それを受けて、アマゾンのアレクサやグーグル・アシスタント、アップルのシリといった人工知能の機能を外出時にも音声指示で使えるようになる。その手段は、スマートフォンだけでなくスマート腕時計やスマートめがね、そのほかの携行型端末にまたがる。
また、消費者向けだけでなく、たとえば配送センターやそのほかの産業施設での応用も加速すると予想される。
3.5Gの浸透と人工知能との融合
2021年は、人工知能と5Gの融合が経済全体に変革をもたらす年になる。クアルコムの依頼を受けて調査を実施たIHSマーキットによると、5G関連の雇用機会は2035年までに 228万件、5G関連の世界売り上げは13.1兆ドルに達すると予想される。

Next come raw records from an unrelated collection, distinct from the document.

mod common;

use std::sync::Arc;

use officehours_client::config::{Language, Theme, ViewConfig};
use officehours_client::mock::MockApi;
use officehours_client::views::Outcome;
use officehours_client::views::slot_board::{BoardView, SlotBoardController};
use officehours_core::errors::{OfficeHoursError, ServerMessage};
use officehours_core::models::weekday::Weekday;
use officehours_core::scope::ViewScope;
use pretty_assertions::assert_eq;

use common::{GatedApi, booking, slot};

#[test]
fn test_wednesday_slot_only_under_wednesday() {
    let view = BoardView::build(ViewConfig::default(), &[slot(5, Weekday::Wed)], &[]);

    for column in &view.columns {
        let expected = usize::from(column.day == Weekday::Wed);
        assert_eq!(column.cards.len(), expected, "{}", column.heading);
    }
    assert_eq!(view.column(Weekday::Wed).heading, "Wednesday");
}

#[test]
fn test_cards_show_twelve_hour_range() {
    let view = BoardView::build(ViewConfig::default(), &[slot(5, Weekday::Mon)], &[]);
    let card = &view.column(Weekday::Mon).cards[0];

    assert_eq!(card.time_range, "1:00 PM - 2:30 PM");
    assert_eq!(card.section, "");
    assert!(!card.restricted);
}

#[test]
fn test_popup_lists_active_bookings() {
    let view = BoardView::build(
        ViewConfig::default(),
        &[slot(5, Weekday::Mon)],
        &[booking(1, 5, false), booking(2, 5, true), booking(3, 6, false)],
    );

    assert_eq!(view.column(Weekday::Mon).cards[0].booking_count, 1);

    let popup = view.popup(5).expect("slot 5 should have a popup");
    assert_eq!(popup.title, "CS 101");
    assert_eq!(popup.entries.len(), 1);
    assert_eq!(popup.entries[0].student_name, "Sam Lee");
    assert_eq!(popup.entries[0].time, "1:15 PM");
    assert_eq!(popup.entries[0].description.as_deref(), Some("Recursion question"));
    assert!(view.popup(404).is_none());
}

#[test]
fn test_language_and_theme_are_carried() {
    let config = ViewConfig {
        theme: Theme::Dark,
        language: Language::Es,
    };
    let view = BoardView::build(config, &[], &[]);

    assert_eq!(view.theme, Theme::Dark);
    assert_eq!(view.column(Weekday::Sat).heading, "Sábado");
    assert!(view.render_text().contains("Sin horario de oficina"));
}

#[test]
fn test_render_text_marks_restricted_slots() {
    let mut restricted = slot(5, Weekday::Fri);
    restricted.require_specific_email = true;
    restricted.section = "B".to_string();
    let text = BoardView::build(ViewConfig::default(), &[restricted], &[booking(1, 5, false)]).render_text();

    assert!(text.contains("Friday\n  1:00 PM - 2:30 PM  CS 101 (B)  ENG 204  [1 booked]  *allow-list*\n"));
    assert!(text.starts_with("Monday\n  No office hours\n"));
}

#[tokio::test]
async fn test_refresh_builds_board() {
    let scope = ViewScope::new();
    let mut api = MockApi::new();
    api.expect_list_slots()
        .times(1)
        .returning(|| Ok(vec![slot(5, Weekday::Thu)]));
    api.expect_list_bookings()
        .times(1)
        .returning(|| Ok(vec![booking(1, 5, false)]));

    let board = SlotBoardController::new(Arc::new(api), ViewConfig::default(), scope.handle());
    let view = board.refresh().await.done().expect("refresh should succeed");

    assert_eq!(view.column(Weekday::Thu).cards.len(), 1);
    assert_eq!(view.popup(5).map(|p| p.entries.len()), Some(1));
}

#[tokio::test]
async fn test_refresh_survives_bookings_failure() {
    let scope = ViewScope::new();
    let mut api = MockApi::new();
    api.expect_list_slots().returning(|| Ok(vec![slot(5, Weekday::Thu)]));
    api.expect_list_bookings()
        .returning(|| Err(OfficeHoursError::Status(500)));

    let board = SlotBoardController::new(Arc::new(api), ViewConfig::default(), scope.handle());
    let view = board.refresh().await.done().expect("refresh should succeed");

    assert_eq!(view.column(Weekday::Thu).cards[0].booking_count, 0);
}

#[tokio::test]
async fn test_refresh_reports_slot_failure() {
    let scope = ViewScope::new();
    let mut api = MockApi::new();
    api.expect_list_slots().returning(|| {
        Err(OfficeHoursError::Server(ServerMessage::Text("Not an instructor.".to_string())))
    });
    api.expect_list_bookings().returning(|| Ok(Vec::new()));

    let board = SlotBoardController::new(Arc::new(api), ViewConfig::default(), scope.handle());
    assert_eq!(board.refresh().await, Outcome::Failed("Not an instructor.".to_string()));
}

#[tokio::test]
async fn test_refresh_after_close_is_discarded() {
    let scope = ViewScope::new();
    let api = GatedApi::new();
    let board = SlotBoardController::new(api.clone(), ViewConfig::default(), scope.handle());

    let (outcome, _) = tokio::join!(board.refresh(), async {
        scope.close();
        api.release();
    });

    assert_eq!(outcome, Outcome::Discarded);
}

2021年にスマートフォンを買い換える消費者のほぼすべての機種は5G対応機種となり、産業用モノのインターネット(IIoT=Industrial Internet of Things)接続網や検知器網も5G対応となる。その結果、倉庫作業から物流、農業、鉱業、自動運転車、ドローンまでさまざまの業界が、5G接続網によって実現する大量のデータ逐次転送や、人工知能を基盤とする末端電算によるデータ解析といった恩恵を受けるようになる。
4.小型LEDや8Kテレビ、動画対話用カメラの台頭
2021年に市場投入されるテレビでは、OLED(organic light-emitting diode)パネルと8Kが主流化する。その一方で、小型あるいは超小型のLEDパネルの技術革新が結実し、OLEDに匹敵する画質をLEDの価格で提供できるようになるため、端末類のディスプレイの質が大幅に向上する。

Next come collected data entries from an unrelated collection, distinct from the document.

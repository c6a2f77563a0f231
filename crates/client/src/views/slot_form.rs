use std::sync::Arc;

use officehours_core::lock::InFlightLock;
use officehours_core::models::time_slot::TimeSlotPayload;
use officehours_core::reducers::SlotAction;
use officehours_core::scope::ScopeHandle;
use officehours_core::validation::{SlotForm, SlotFormError};
use tracing::{debug, info, warn};

use super::Outcome;
use crate::api::OfficeHoursApi;
use crate::config::ViewConfig;

pub const SAVE_FAILED: &str = "Failed to save time slot. Please try again.";

/// A slot the server just created or updated.
#[derive(Debug, Clone, PartialEq)]
pub struct SavedSlot {
    pub id: i64,
    pub payload: TimeSlotPayload,
    pub created: bool,
}

impl SavedSlot {
    /// The list transition to apply in the parent view.
    pub fn into_action(self) -> SlotAction {
        if self.created {
            SlotAction::Created {
                id: self.id,
                payload: self.payload,
            }
        } else {
            SlotAction::Updated {
                id: self.id,
                payload: self.payload,
            }
        }
    }
}

/// Submits the create/edit slot form.
#[derive(Clone)]
pub struct SlotFormController {
    api: Arc<dyn OfficeHoursApi>,
    view: ViewConfig,
    scope: ScopeHandle,
    lock: InFlightLock,
}

impl SlotFormController {
    pub fn new(api: Arc<dyn OfficeHoursApi>, view: ViewConfig, scope: ScopeHandle) -> Self {
        Self {
            api,
            view,
            scope,
            lock: InFlightLock::new(),
        }
    }

    pub fn view(&self) -> ViewConfig {
        self.view
    }

    /// True while a submit is outstanding; the host disables the button.
    pub fn is_submitting(&self) -> bool {
        self.lock.is_busy()
    }

    /// Validates `form` and sends it, as an update when `editing` holds the
    /// slot id, as a create otherwise.
    pub async fn submit(&self, form: &SlotForm, editing: Option<i64>) -> Outcome<SavedSlot, SlotFormError> {
        let Some(_guard) = self.lock.try_acquire() else {
            debug!("Slot form submit ignored while a request is in flight");
            return Outcome::Busy;
        };

        let payload = match form.validate() {
            Ok(payload) => payload,
            Err(err) => return Outcome::Invalid(err),
        };

        let result = match editing {
            Some(id) => self.api.update_slot(id, &payload).await,
            None => self.api.create_slot(&payload).await,
        };

        if !self.scope.is_active() {
            debug!("Slot form closed before the save settled, dropping response");
            return Outcome::Discarded;
        }

        match result {
            Ok(server_id) => {
                let id = editing.unwrap_or(server_id);
                info!(id, created = editing.is_none(), "Saved time slot");
                Outcome::Done(SavedSlot {
                    id,
                    payload,
                    created: editing.is_none(),
                })
            }
            Err(err) => {
                warn!("Failed to save time slot: {}", err);
                Outcome::Failed(err.user_message(SAVE_FAILED))
            }
        }
    }
}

そのほか、家族や友人、さらには仕事上での動画対話需要の激増を受けて、高画質での動画対話を簡単に実行できるようにするカメラの商機が生まれる可能性も想定される。
5.より身近なロボットの普及が本格化
パンデミックによって社会的距離(物理的距離)の維持を推進するために、多種多様の業種において自動化または遠隔化の必要性にせまられた結果、たとえば病院では、ロボットを使った遠隔診察や院内消毒が一気に普及した。2021年にはそういった動向がさらに強まり、それがことしのCESに反映される。

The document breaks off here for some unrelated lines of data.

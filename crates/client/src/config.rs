//! # Client Configuration Module
//!
//! Loads the settings the office-hours client needs from environment
//! variables, providing defaults where appropriate.
//!
//! ## Environment Variables
//!
//! - `OFFICEHOURS_API_URL`: Base URL of the backend (required)
//! - `OFFICEHOURS_API_TOKEN`: Bearer token attached to every request
//! - `LOG_LEVEL`: Logging level (default: "info")
//! - `OFFICEHOURS_REQUEST_TIMEOUT_SECONDS`: Per-request timeout (default: 30)
//! - `OFFICEHOURS_THEME`: `light` or `dark` (default: "light")
//! - `OFFICEHOURS_LANGUAGE`: `en` or `es` (default: "en")

use std::env;
use std::time::Duration;

use eyre::{Result, WrapErr, eyre};
use officehours_core::models::weekday::Weekday;
use tracing::Level;

#[derive(Debug, Clone, Copy, PartialEq, Eq, Default)]
pub enum Theme {
    #[default]
    Light,
    Dark,
}

impl Theme {
    fn parse(value: &str) -> Self {
        match value.trim().to_ascii_lowercase().as_str() {
            "dark" => Theme::Dark,
            _ => Theme::Light,
        }
    }
}

#[derive(Debug, Clone, Copy, PartialEq, Eq, Default)]
pub enum Language {
    #[default]
    En,
    Es,
}

impl Language {
    fn parse(value: &str) -> Self {
        match value.trim().to_ascii_lowercase().as_str() {
            "es" => Language::Es,
            _ => Language::En,
        }
    }

    /// Column heading for a board day.
    pub fn day_heading(self, day: Weekday) -> &'static str {
        match (self, day) {
            (Language::En, Weekday::Mon) => "Monday",
            (Language::En, Weekday::Tue) => "Tuesday",
            (Language::En, Weekday::Wed) => "Wednesday",
            (Language::En, Weekday::Thu) => "Thursday",
            (Language::En, Weekday::Fri) => "Friday",
            (Language::En, Weekday::Sat) => "Saturday",
            (Language::En, Weekday::Sun) => "Sunday",
            (Language::Es, Weekday::Mon) => "Lunes",
            (Language::Es, Weekday::Tue) => "Martes",
            (Language::Es, Weekday::Wed) => "Miércoles",
            (Language::Es, Weekday::Thu) => "Jueves",
            (Language::Es, Weekday::Fri) => "Viernes",
            (Language::Es, Weekday::Sat) => "Sábado",
            (Language::Es, Weekday::Sun) => "Domingo",
        }
    }

    pub fn no_slots(self) -> &'static str {
        match self {
            Language::En => "No office hours",
            Language::Es => "Sin horario de oficina",
        }
    }
}

/// Presentation preferences handed to every view controller.
#[derive(Debug, Clone, Copy, PartialEq, Eq, Default)]
pub struct ViewConfig {
    pub theme: Theme,
    pub language: Language,
}

/// Configuration for the office-hours client.
///
/// # Example
///
/// ```no_run
/// use eyre::Result;
/// use officehours_client::config::ClientConfig;
///
/// fn example() -> Result<()> {
///     let config = ClientConfig::from_env()?;
///     println!("Talking to {}", config.api_url);
///     Ok(())
/// }
/// ```
#[derive(Debug, Clone)]
pub struct ClientConfig {
    /// Backend base URL without a trailing slash
    pub api_url: String,

    /// Bearer token for the backend (optional)
    pub api_token: Option<String>,

    /// Log level for the application
    pub log_level: Level,

    /// Request timeout in seconds
    pub request_timeout: u64,

    /// Theme and language for the views
    pub view: ViewConfig,
}

impl ClientConfig {
    /// Creates a new ClientConfig from environment variables
    ///
    /// # Errors
    ///
    /// This function will return an error if:
    /// - The OFFICEHOURS_API_URL environment variable is not set
    /// - The OFFICEHOURS_API_URL value is not an http(s) URL
    pub fn from_env() -> Result<Self> {
        Self::from_lookup(|key| env::var(key).ok())
            .wrap_err("Failed to load client configuration from environment")
    }

    /// Builds the configuration from an arbitrary key lookup.
    pub fn from_lookup<F>(lookup: F) -> Result<Self>
    where
        F: Fn(&str) -> Option<String>,
    {
        let api_url = lookup("OFFICEHOURS_API_URL")
            .ok_or_else(|| eyre!("OFFICEHOURS_API_URL environment variable must be set"))?;
        let api_url = api_url.trim().trim_end_matches('/').to_string();
        if !(api_url.starts_with("http://") || api_url.starts_with("https://")) {
            return Err(eyre!("OFFICEHOURS_API_URL must be an http(s) URL, got {:?}", api_url));
        }

        let api_token = lookup("OFFICEHOURS_API_TOKEN").filter(|token| !token.trim().is_empty());

        let log_level = match lookup("LOG_LEVEL").unwrap_or_else(|| "info".to_string()).as_str() {
            "trace" => Level::TRACE,
            "debug" => Level::DEBUG,
            "info" => Level::INFO,
            "warn" => Level::WARN,
            "error" => Level::ERROR,
            _ => Level::INFO,
        };

        let request_timeout = lookup("OFFICEHOURS_REQUEST_TIMEOUT_SECONDS")
            .and_then(|value| value.parse().ok())
            .filter(|seconds| *seconds > 0)
            .unwrap_or(30);

        let view = ViewConfig {
            theme: lookup("OFFICEHOURS_THEME")
                .map(|value| Theme::parse(&value))
                .unwrap_or_default(),
            language: lookup("OFFICEHOURS_LANGUAGE")
                .map(|value| Language::parse(&value))
                .unwrap_or_default(),
        };

        Ok(Self {
            api_url,
            api_token,
            log_level,
            request_timeout,
            view,
        })
    }

    pub fn timeout(&self) -> Duration {
        Duration::from_secs(self.request_timeout)
    }

    /// Joins an API path onto the base URL.
    pub fn endpoint(&self, path: &str) -> String {
        format!("{}{}", self.api_url, path)
    }
}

自律走行ロボットによる出前配達も2021年に拡散すると見込まれる。自律走行ロボットによる料理配達サービスは、米国内ではまだ正式に商業化されておらず、一部の自治体で試験的に許可されているだけだ。2021年にはそれが全米各地に広がる。配達人にチップを払う必要がなくなるため、消費者は歓迎するに違いない。
ことしのCESは、1月11日~14日まで完全デジタル開催される。